William Clark, governor of the territory, granted the Bent, St. Vrain Co. a license to trade on November 8, 1836. Like neighboring forts, the structure was built as a two-story adobe structure whose walls encased an interior courtyard. It accommodated trade with Native American tribes and mountain men engaged in fur trapping. It resembled the adobe building and plaza reconstructed at Fort Vasquez and Bent's Old Fort.

Marcellin St. Vrain, Ceran's brother, managed the trading post. He employed such notable people as James Beckwourth, a mountain man, and Jean Baptiste Charbonneau, who was born to Sacajewea during the 1804-1806 Lewis and Clark Expedition.

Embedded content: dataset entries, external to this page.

//! Mock HDB server for unit testing.
//!
//! This module provides a mock SAP HANA server that speaks enough of the
//! HDB wire protocol to exercise the client end to end without a real
//! database instance.
//!
//! ## Features
//!
//! - Prolog, SCRAM-SHA256, SCRAM-PBKDF2, JWT, X.509 and session cookie
//!   authentication
//! - Configurable responses for direct and prepared statements
//! - Cursors paged by the client's fetch size, with `fetch-next`
//! - LOB locators for reading and piecewise LOB writes
//! - Procedure calls with output parameters and result tables
//! - Tenant database lookup for redirect tests
//! - Every request is recorded for later inspection
//!
//! ## Example
//!
//! ```rust,ignore
//! use hdb_testing::mock_server::{MockColumn, MockHdbServer, MockResponse};
//!
//! #[tokio::test]
//! async fn test_query() {
//!     let server = MockHdbServer::builder()
//!         .with_response("select id from t", MockResponse::rows(
//!             vec![MockColumn::int("ID")],
//!             vec![vec![HdbValue::Int(1)]],
//!         ))
//!         .build()
//!         .await
//!         .unwrap();
//!
//!     let conn = server.connector().connect().await.unwrap();
//!     // ...
//! }
//! ```

use std::collections::{HashMap, VecDeque};
use std::fmt;
use std::net::SocketAddr;
use std::sync::Arc;
use std::sync::atomic::{AtomicI64, AtomicUsize, Ordering};
use std::time::{Duration, Instant};

use bytes::{Bytes, BytesMut};
use futures_util::{SinkExt, StreamExt};
use hdb_client::Connector;
use hdb_codec::{CodecError, MessageStream};
use hdb_protocol::{
    AuthFields, ByteReader, ConnectOption, DbConnectInfoOption, FunctionCode,
    LobOptions, LocatorId, Message, MessageKind, OptionValue, Options, PROLOG_REQUEST_SIZE,
    ParameterField, ParameterMetadata, ParameterMode, Part, PartAttributes, PrologReply,
    ProtocolError, RawMessage, ReadLobReply, ResultField, ResultMetadata, RowData, Segment,
    SegmentBody, SegmentKind, ServerError, ServerErrors, StatementContextOption, TransactionFlag, TypeCode,
    WriteLobReply, decode_prolog_request,
};
use hdb_types::{ConvContext, HdbValue, LobLocator, TypeError, decode_input_rows, encode_result};
use parking_lot::Mutex;
use rsa::RsaPublicKey;
use thiserror::Error;
use tokio::io::{AsyncReadExt, AsyncWriteExt};
use tokio::net::{TcpListener, TcpStream};
use tokio::sync::broadcast;

use crate::server_auth::{self, Challenge};

/// Error code the server reports for a LOB read it cannot serve while
/// another statement owns the connection.
pub const WHILE_PARSING_PROTOCOL: i32 = 1033;

const SESSION_NOT_CONNECTED: i32 = 1030;
const INVALID_ID: i32 = 1034;
const UNKNOWN_DATABASE: i32 = 1036;

const PING_QUERY: &str = "SELECT 1 FROM DUMMY";
const DEFAULT_FETCH_SIZE: usize = 32;
const DEFAULT_DFV: i32 = 8;

/// Error type for mock server operations.
#[derive(Debug, Error)]
pub enum MockServerError {
    /// IO error.
    #[error("IO error: {0}")]
    Io(#[from] std::io::Error),

    /// Framing error.
    #[error("codec error: {0}")]
    Codec(#[from] CodecError),

    /// Malformed message.
    #[error("wire error: {0}")]
    Wire(#[from] ProtocolError),

    /// A configured value does not fit its column.
    #[error("type error: {0}")]
    Type(#[from] TypeError),

    /// Protocol error.
    #[error("protocol error: {0}")]
    Protocol(String),
}

/// Result type for mock server operations.
pub type Result<T> = std::result::Result<T, MockServerError>;

/// Mock response configuration.
#[derive(Clone)]
pub enum MockResponse {
    /// Return a result set.
    Rows {
        /// Column definitions.
        columns: Vec<MockColumn>,
        /// Row data.
        rows: Vec<Vec<HdbValue>>,
    },

    /// Report the same row count for every input row.
    RowsAffected(i32),

    /// Return an error.
    Error {
        /// Error code.
        code: i32,
        /// Error message.
        message: String,
    },

    /// Deliver the first batch of rows, then fail the next fetch.
    FetchError {
        /// Column definitions.
        columns: Vec<MockColumn>,
        /// Rows delivered before the error.
        rows: Vec<Vec<HdbValue>>,
        /// Error code.
        code: i32,
        /// Error message.
        message: String,
    },

    /// Return output parameters and result tables of a procedure.
    Call {
        /// Output parameter values, in declaration order.
        output: Vec<HdbValue>,
        /// Result tables.
        tables: Vec<MockTable>,
    },

    /// Custom response generator.
    Custom(Arc<dyn Fn(&str) -> MockResponse + Send + Sync>),
}

impl fmt::Debug for MockResponse {
    fn fmt(&self, f: &mut fmt::Formatter<'_>) -> fmt::Result {
        match self {
            Self::Rows { columns, rows } => f
                .debug_struct("Rows")
                .field("columns", columns)
                .field("rows", &rows.len())
                .finish(),
            Self::RowsAffected(count) => f.debug_tuple("RowsAffected").field(count).finish(),
            Self::Error { code, message } => f
                .debug_struct("Error")
                .field("code", code)
                .field("message", message)
                .finish(),
            Self::FetchError { rows, code, .. } => f
                .debug_struct("FetchError")
                .field("rows", &rows.len())
                .field("code", code)
                .finish_non_exhaustive(),
            Self::Call { output, tables } => f
                .debug_struct("Call")
                .field("output", &output.len())
                .field("tables", &tables.len())
                .finish(),
            Self::Custom(_) => write!(f, "Custom(<fn>)"),
        }
    }
}
//! Wire decoding of values.
//!
//! Result columns and output parameters carry no per-value type code: the
//! field descriptor selects the decoder. Input parameters (decoded only when
//! acting as a server) are self-describing.

use bytes::Bytes;
use hdb_protocol::{ByteReader, DataType, LobOptions, ProtocolError, ResultField, TypeCode, NULL_TYPE_FLAG};

use crate::datetime;
use crate::decimal::{HdbDecimal, DECIMAL128_SIZE};
use crate::error::TypeError;
use crate::lob::LobLocator;
use crate::value::{ConvContext, HdbValue};

fn decode_chars(data: &[u8], tc: TypeCode, ctx: &ConvContext) -> Result<HdbValue, TypeError> {
    let s = if tc.is_cesu8() {
        ctx.cesu8.decode(data)?
    } else {
        String::from_utf8_lossy(data).into_owned()
    };
    Ok(HdbValue::String(s))
}

fn decode_alphanum(data: &[u8], length: i16, ctx: &ConvContext) -> HdbValue {
    if ctx.is_dfv1() || data.is_empty() {
        return HdbValue::String(String::from_utf8_lossy(data).into_owned());
    }
    let numeric = data[0] & 0x80 != 0;
    let text = String::from_utf8_lossy(&data[1..]);
    let width = usize::try_from(length).unwrap_or(0);
    if numeric && width > text.len() {
        HdbValue::String(format!("{text:0>width$}"))
    } else {
        HdbValue::String(text.into_owned())
    }
}

fn decode_lob(src: &mut ByteReader) -> Result<HdbValue, TypeError> {
    let raw_tc = src.u8()?;
    let options = LobOptions::from_bits_retain(src.i8()?);
    if options.is_null() {
        return Ok(HdbValue::Null);
    }
    src.skip(2)?;
    let char_len = src.i64()?;
    let byte_len = src.i64()?;
    let locator = src.u64()?;
    let chunk_len = src.i32()?.max(0) as usize;
    let data = src.bytes(chunk_len)?;
    Ok(HdbValue::Lob(LobLocator {
        type_code: TypeCode::from_u8(raw_tc)?,
        options,
        char_len,
        byte_len,
        locator,
        data,
    }))
}

fn opt<T>(v: Option<T>, f: impl FnOnce(T) -> HdbValue) -> HdbValue {
    v.map_or(HdbValue::Null, f)
}

/// Decode one result column or output parameter.
pub fn decode_result(
    src: &mut ByteReader,
    tc: TypeCode,
    fraction: i16,
    length: i16,
    ctx: &ConvContext,
) -> Result<HdbValue, TypeError> {
    Ok(match tc {
        TypeCode::Tinyint | TypeCode::Smallint | TypeCode::Integer | TypeCode::Bigint => {
            if !src.bool()? {
                return Ok(HdbValue::Null);
            }
            match tc {
                TypeCode::Tinyint => HdbValue::TinyInt(src.u8()?),
                TypeCode::Smallint => HdbValue::SmallInt(src.i16()?),
                TypeCode::Integer => HdbValue::Int(src.i32()?),
                _ => HdbValue::BigInt(src.i64()?),
            }
        }
        TypeCode::Real => {
            let bits = src.u32()?;
            if bits == u32::MAX {
                HdbValue::Null
            } else {
                HdbValue::Real(f32::from_bits(bits))
            }
        }
        TypeCode::Double => {
            let bits = src.u64()?;
            if bits == u64::MAX {
                HdbValue::Null
            } else {
                HdbValue::Double(f64::from_bits(bits))
            }
        }
        TypeCode::Boolean => match src.u8()? {
            0 => HdbValue::Bool(false),
            1 => HdbValue::Null,
            _ => HdbValue::Bool(true),
        },
        TypeCode::Decimal | TypeCode::Smalldecimal => {
            let raw = src.array::<DECIMAL128_SIZE>()?;
            if HdbDecimal::is_null_decimal128(&raw) {
                HdbValue::Null
            } else {
                HdbValue::Decimal(HdbDecimal::from_decimal128(raw))
            }
        }
        TypeCode::Fixed8 | TypeCode::Fixed12 | TypeCode::Fixed16 => {
            if !src.bool()? {
                return Ok(HdbValue::Null);
            }
            let size = match tc {
                TypeCode::Fixed8 => 8,
                TypeCode::Fixed12 => 12,
                _ => 16,
            };
            HdbValue::Decimal(HdbDecimal::from_fixed(&src.bytes(size)?, i32::from(fraction)))
        }
        TypeCode::Alphanum => match src.var_bytes()? {
            None => HdbValue::Null,
            Some(data) => decode_alphanum(&data, length, ctx),
        },
        TypeCode::Char
        | TypeCode::Varchar
        | TypeCode::Nchar
        | TypeCode::Nvarchar
        | TypeCode::String
        | TypeCode::Nstring
        | TypeCode::Shorttext => match src.var_bytes()? {
            None => HdbValue::Null,
            Some(data) => decode_chars(&data, tc, ctx)?,
        },
        TypeCode::Binary
        | TypeCode::Varbinary
        | TypeCode::Bstring
        | TypeCode::StGeometry
        | TypeCode::StPoint => opt(src.var_bytes()?, HdbValue::Binary),
        TypeCode::Date => opt(datetime::get_date_v1(src)?, HdbValue::Date),
        TypeCode::Time => opt(datetime::get_time_v1(src)?, HdbValue::Time),
        TypeCode::Timestamp => opt(datetime::get_timestamp_v1(src)?, HdbValue::Timestamp),
        TypeCode::Daydate => opt(
            datetime::decode_daydate(src.i32()?, ctx.empty_date_as_null)?,
            HdbValue::Date,
        ),
        TypeCode::Seconddate => opt(datetime::decode_seconddate(src.i64()?)?, HdbValue::Timestamp),
        TypeCode::Longdate => opt(datetime::decode_longdate(src.i64()?)?, HdbValue::Timestamp),
        TypeCode::Secondtime => opt(datetime::decode_secondtime(src.i32()?)?, HdbValue::Time),
        _ if tc.is_lob() => decode_lob(src)?,
        other => return Err(TypeError::UnsupportedTypeCode(other)),
    })
}

/// Decode one row of result fields.
pub fn decode_row(
    src: &mut ByteReader,
    fields: &[ResultField],
    ctx: &ConvContext,
) -> Result<Vec<HdbValue>, TypeError> {
    fields
        .iter()
        .map(|f| decode_result(src, f.type_code, f.fraction, f.length, ctx))
        .collect()
}

/// Decode the rows of an `input-parameters` part.
///
/// LOB parameters are resolved against `body` (their data is addressed by
/// position) and surface as [`HdbValue::Lob`] with locator 0.
pub fn decode_input_rows(
    body: &Bytes,
    rows: usize,
    columns: usize,
    ctx: &ConvContext,
) -> Result<Vec<Vec<HdbValue>>, TypeError> {
    let mut src = ByteReader::new(body.clone());
    let mut out = Vec::with_capacity(rows);
    for _ in 0..rows {
        let mut row = Vec::with_capacity(columns);
        let mut row_end = 0;
        for _ in 0..columns {
            let raw = src.u8()?;
            let tc = TypeCode::from_u8(raw)?;
            if raw & NULL_TYPE_FLAG != 0 {
                row.push(HdbValue::Null);
                continue;
            }
            if tc.is_lob() {
                let options = LobOptions::from_bits_retain(src.i8()?);
                let len = src.i32()?.max(0) as usize;
                let pos = (src.i32()?.max(1) - 1) as usize;
                if pos + len > body.len() {
                    return Err(ProtocolError::incomplete(pos + len, body.len()).into());
                }
                let data = body.slice(pos..pos + len);
                row_end = row_end.max(pos + len);
                row.push(HdbValue::Lob(LobLocator {
                    type_code: tc,
                    options,
                    char_len: 0,
                    byte_len: len as i64,
                    locator: 0,
                    data,
                }));
                continue;
            }
            let value = match tc {
                TypeCode::Tinyint => HdbValue::TinyInt(src.u8()?),
                TypeCode::Smallint => HdbValue::SmallInt(src.i16()?),
                TypeCode::Integer => HdbValue::Int(src.i32()?),
                TypeCode::Bigint => HdbValue::BigInt(src.i64()?),
                TypeCode::Boolean => HdbValue::Bool(src.u8()? != 0),
                TypeCode::Real => HdbValue::Real(src.f32()?),
                TypeCode::Double => HdbValue::Double(src.f64()?),
                TypeCode::Decimal | TypeCode::Smalldecimal => {
                    HdbValue::Decimal(HdbDecimal::from_decimal128(src.array()?))
                }
                TypeCode::Fixed8 => HdbValue::Decimal(HdbDecimal::from_fixed(&src.bytes(8)?, 0)),
                TypeCode::Fixed12 => HdbValue::Decimal(HdbDecimal::from_fixed(&src.bytes(12)?, 0)),
                TypeCode::Fixed16 => HdbValue::Decimal(HdbDecimal::from_fixed(&src.bytes(16)?, 0)),
                // a NULL-flagged prefix was handled above, so dates are never NULL here
                TypeCode::Date
                | TypeCode::Time
                | TypeCode::Timestamp
                | TypeCode::Daydate
                | TypeCode::Seconddate
                | TypeCode::Longdate
                | TypeCode::Secondtime => decode_result(&mut src, tc, 0, 0, ctx)?,
                _ if tc.is_variable_length() => match src.var_bytes()? {
                    None => HdbValue::Null,
                    Some(data) if tc.data_type() == DataType::String => decode_chars(&data, tc, ctx)?,
                    Some(data) => HdbValue::Binary(data),
                },
                other => return Err(TypeError::UnsupportedTypeCode(other)),
            };
            row.push(value);
        }
        if row_end > src.position() {
            src.skip(row_end - src.position())?;
        }
        out.push(row);
    }
    Ok(out)
}

#[cfg(test)]
#[allow(clippy::unwrap_used)]
mod tests {
    use super::*;
    use crate::encode::{encode_input_row, encode_result};
    use crate::lob::LobSource;
    use bytes::{BufMut, BytesMut};
    use chrono::NaiveDate;
    use hdb_protocol::ParameterField;

    fn roundtrip(value: HdbValue, tc: TypeCode, ctx: &ConvContext) -> HdbValue {
        let mut buf = BytesMut::new();
        encode_result(&value, tc, 0, ctx, &mut buf).unwrap();
        let mut src = ByteReader::new(buf.freeze());
        let out = decode_result(&mut src, tc, 0, 0, ctx).unwrap();
        assert!(src.is_empty(), "trailing bytes for {tc}");
        out
    }

    #[test]
    fn test_result_nulls() {
        let ctx = ConvContext::default();
        for tc in [
            TypeCode::Tinyint,
            TypeCode::Integer,
            TypeCode::Real,
            TypeCode::Double,
            TypeCode::Boolean,
            TypeCode::Decimal,
            TypeCode::Fixed12,
            TypeCode::Nvarchar,
            TypeCode::Varbinary,
            TypeCode::Daydate,
            TypeCode::Longdate,
            TypeCode::Secondtime,
            TypeCode::Date,
            TypeCode::Blob,
        ] {
            assert_eq!(roundtrip(HdbValue::Null, tc, &ctx), HdbValue::Null, "{tc}");
        }
    }

    #[test]
    fn test_result_values() {
        let ctx = ConvContext::default();
        assert_eq!(roundtrip(HdbValue::Int(-7), TypeCode::Integer, &ctx), HdbValue::Int(-7));
        assert_eq!(roundtrip(HdbValue::Bool(true), TypeCode::Boolean, &ctx), HdbValue::Bool(true));
        assert_eq!(
            roundtrip(HdbValue::from("\u{1F600}x"), TypeCode::Nvarchar, &ctx),
            HdbValue::from("\u{1F600}x")
        );
        let d = NaiveDate::from_ymd_opt(2000, 1, 1).unwrap();
        assert_eq!(roundtrip(HdbValue::Date(d), TypeCode::Daydate, &ctx), HdbValue::Date(d));
    }

    #[test]
    fn test_empty_daydate() {
        let mut buf = BytesMut::new();
        buf.put_i32_le(0);
        let bytes = buf.freeze();
        let strict = ConvContext {
            empty_date_as_null: true,
            ..ConvContext::default()
        };
        let v = decode_result(&mut ByteReader::new(bytes.clone()), TypeCode::Daydate, 0, 0, &strict).unwrap();
        assert_eq!(v, HdbValue::Null);
        let lenient = ConvContext::default();
        let v = decode_result(&mut ByteReader::new(bytes), TypeCode::Daydate, 0, 0, &lenient).unwrap();
        assert!(matches!(v, HdbValue::Date(_)));
    }

    #[test]
    fn test_alphanum_numeric_padding() {
        let ctx = ConvContext::default();
        let mut buf = BytesMut::new();
        encode_result(&HdbValue::from("42"), TypeCode::Alphanum, 0, &ctx, &mut buf).unwrap();
        let v = decode_result(&mut ByteReader::new(buf.freeze()), TypeCode::Alphanum, 0, 5, &ctx).unwrap();
        assert_eq!(v, HdbValue::from("00042"));

        let dfv1 = ConvContext::with_dfv(1);
        let mut buf = BytesMut::new();
        encode_result(&HdbValue::from("42"), TypeCode::Alphanum, 0, &dfv1, &mut buf).unwrap();
        let v = decode_result(&mut ByteReader::new(buf.freeze()), TypeCode::Alphanum, 0, 5, &dfv1).unwrap();
        assert_eq!(v, HdbValue::from("42"));
    }

    #[test]
    fn test_lob_column() {
        let ctx = ConvContext::default();
        let lob = LobLocator {
            type_code: TypeCode::Blob,
            options: LobOptions::DATA_INCLUDED,
            char_len: 0,
            byte_len: 100,
            locator: 0xBEEF,
            data: Bytes::from_static(b"first"),
        };
        match roundtrip(HdbValue::Lob(lob.clone()), TypeCode::Blob, &ctx) {
            HdbValue::Lob(out) => {
                assert_eq!(out, lob);
                assert!(!out.is_complete());
                assert_eq!(out.total_len(), 100);
            }
            other => panic!("unexpected {other:?}"),
        }
    }

    #[test]
    fn test_input_rows_with_lob() {
        let ctx = ConvContext::default();
        let fields = vec![
            ParameterField::input(TypeCode::Integer, 0, 0),
            ParameterField::input(TypeCode::Blob, 0, 0),
            ParameterField::input(TypeCode::Nvarchar, 0, 0),
        ];
        let mut buf = BytesMut::new();
        for i in 0..2 {
            let values = vec![
                HdbValue::Int(i),
                HdbValue::LobIn(LobSource::from_bytes(vec![i as u8; 3])),
                HdbValue::Null,
            ];
            encode_input_row(&fields, &values, &ctx, &mut buf, 0).unwrap();
        }
        let rows = decode_input_rows(&buf.freeze(), 2, 3, &ctx).unwrap();
        assert_eq!(rows.len(), 2);
        assert_eq!(rows[1][0], HdbValue::Int(1));
        match &rows[1][1] {
            HdbValue::Lob(l) => assert_eq!(&l.data[..], &[1, 1, 1]),
            other => panic!("unexpected {other:?}"),
        }
        assert_eq!(rows[1][2], HdbValue::Null);
    }
}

She accompanied the expedition with her husband, trader & trapper Toussaint Charbonneau as well as newborn Jean Baptiste, while filling the crucial role of translator to the Shoshone Indian tribe.

After the Taos Revolt in 1847, the St. Vrain brothers both returned to St. Louis. After Ceran St. Vrain sold his shares of the Bent, St. Vrain Co., William Bent became sole proprietor by 1849. Bent moved to Fort St. Vrain temporarily before building a new Fort Bent in the Big Timbers area.